I have two job interviews next week! One is for a kennel attendant at a dog/cat boarding facility that also does doggy daycare. The other is for an animal husbandry tech at the medical center of a college nearby. Both are basically taking care of animals all day, cleaning animal enclosures, as well as observing behavior, doing medical processes for the animals (more so the second one), etc...Basically exactly what I'd like to do!  Really, really hoping one of the interviews goes well enough to end up in a job! Fingers and toes are all crossed.


----------



## myky11 (Jan 8, 2015)

Good luck


----------



## twobytwopets (Feb 2, 2014)

Awesome, I hope you get the second one!!!


----------



## writergirlmel (May 16, 2015)

Sending good juju your way!


----------



## Phoebster13 (Jul 28, 2015)

Good luck!


----------



## twobytwopets (Feb 2, 2014)

writergirlmel said:


> Sending good juju your way!


For those who are lacking an army to English dictionary, juju is luck or superstition.


----------



## shinydistraction (Jul 6, 2014)

How exciting! You'll get offers for both I'm sure!


----------



## Tanngu87 (Sep 9, 2010)

Good Luck!!!


----------



## writergirlmel (May 16, 2015)

twobytwopets said:


> For those who are lacking an army to English dictionary, juju is luck or superstition.

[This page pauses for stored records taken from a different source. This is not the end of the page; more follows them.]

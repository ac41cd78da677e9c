use crate::core::DataSegment;
use crate::core::indices::MemIdx;
use crate::core::instruction::ConstExpr;
use crate::decode::error::DecodeError;
use crate::decode::reader::Reader;
use crate::visitor::Visitor;

/// <https://www.w3.org/TR/wasm-core-1/#data-section%E2%91%A0>
pub(crate) fn decode_data_section<V: Visitor + ?Sized>(
    reader: &mut Reader<'_>,
    visitor: &mut V,
) -> Result<(), DecodeError> {
    let count = reader.read_var_u32()?;
    visitor.data_section(count)?;

    for index in 0..count {
        let memory_index = MemIdx(reader.read_var_u32()?);
        let offset = ConstExpr::decode(reader)?;
        let data = reader.read_byte_vector()?;
        visitor.data_segment(
            index,
            &DataSegment {
                memory_index,
                offset,
                data,
            },
        )?;
    }

    Ok(())
}
use crate::core::indices::TypeIdx;
use crate::core::types::{ExternalKind, GlobalType, MemoryType, TableType};
use crate::core::{ImportEntry, ImportKind};
use crate::decode::error::DecodeError;
use crate::decode::reader::Reader;
use crate::visitor::Visitor;

/// <https://www.w3.org/TR/wasm-core-1/#import-section%E2%91%A0>
pub(crate) fn decode_import_section<V: Visitor + ?Sized>(
    reader: &mut Reader<'_>,
    visitor: &mut V,
) -> Result<(), DecodeError> {
    let count = reader.read_var_u32()?;
    visitor.import_section(count)?;

    for index in 0..count {
        let entry = ImportEntry::decode(reader)?;
        visitor.import_entry(index, &entry)?;
    }

    Ok(())
}

impl ImportEntry {
    pub fn decode(reader: &mut Reader<'_>) -> Result<Self, DecodeError> {
        let module = reader.read_name()?;
        let field = reader.read_name()?;

        let kind = match ExternalKind::decode(reader)? {
            ExternalKind::Function => ImportKind::Function(TypeIdx(reader.read_var_u32()?)),
            ExternalKind::Table => ImportKind::Table(TableType::decode(reader)?),
            ExternalKind::Memory => ImportKind::Memory(MemoryType::decode(reader)?),
            ExternalKind::Global => ImportKind::Global(GlobalType::decode(reader)?),
        };

        Ok(ImportEntry {
            module,
            field,
            kind,
        })
    }
}
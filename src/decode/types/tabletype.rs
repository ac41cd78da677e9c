use crate::core::types::{MemoryType, ResizableLimits, TableType, ValueType};
use crate::decode::error::{DecodeError, InvalidSectionError};
use crate::decode::reader::Reader;

impl TableType {
    /// An element type, which must be `anyfunc` in the MVP, followed by the table's limits.
    ///
    /// <https://www.w3.org/TR/wasm-core-1/#binary-tabletype>
    pub fn decode(reader: &mut Reader<'_>) -> Result<Self, DecodeError> {
        let start = reader.offset();
        let element_type = ValueType::decode(reader)?;
        if element_type != ValueType::AnyFunc {
            return Err(DecodeError::new(
                start,
                InvalidSectionError::InvalidType(element_type, "table element type"),
            ));
        }
        let limits = ResizableLimits::decode(reader)?;
        Ok(TableType {
            element_type,
            limits,
        })
    }
}

impl MemoryType {
    /// <https://www.w3.org/TR/wasm-core-1/#binary-memtype>
    pub fn decode(reader: &mut Reader<'_>) -> Result<Self, DecodeError> {
        Ok(MemoryType {
            limits: ResizableLimits::decode(reader)?,
        })
    }
}
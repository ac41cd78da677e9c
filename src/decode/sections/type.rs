use crate::core::types::FunctionType;
use crate::decode::error::DecodeError;
use crate::decode::reader::Reader;
use crate::visitor::Visitor;

/// <https://www.w3.org/TR/wasm-core-1/#type-section%E2%91%A0>
pub(crate) fn decode_type_section<V: Visitor + ?Sized>(
    reader: &mut Reader<'_>,
    visitor: &mut V,
) -> Result<(), DecodeError> {
    let count = reader.read_var_u32()?;
    visitor.type_section(count)?;

    for index in 0..count {
        let ty = FunctionType::decode(reader)?;
        visitor.type_entry(index, &ty)?;
    }

    Ok(())
}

Oops. Militarese strikes again! Well, at least I didn't use an acronym.


----------



## twobytwopets (Feb 2, 2014)

Please don't start that. I'll have to look them up. My brain doesn't understand that the letters in acronyms mean words.


----------



## Lilysmommy (Jan 7, 2009)

Thanks everyone for the good wishes!  I think both interviews went really well, so fingers remain crossed! Should hopefully hear back from one of them in a week or so. I also have a third interview now, for a cashier job at a sporting goods store, next Monday. Less exciting, but hey, I'll take what I can get right now. :lol:


----------



## twobytwopets (Feb 2, 2014)

I was about to post earlier, asking how they went. Then I realized it was only Tuesday.


----------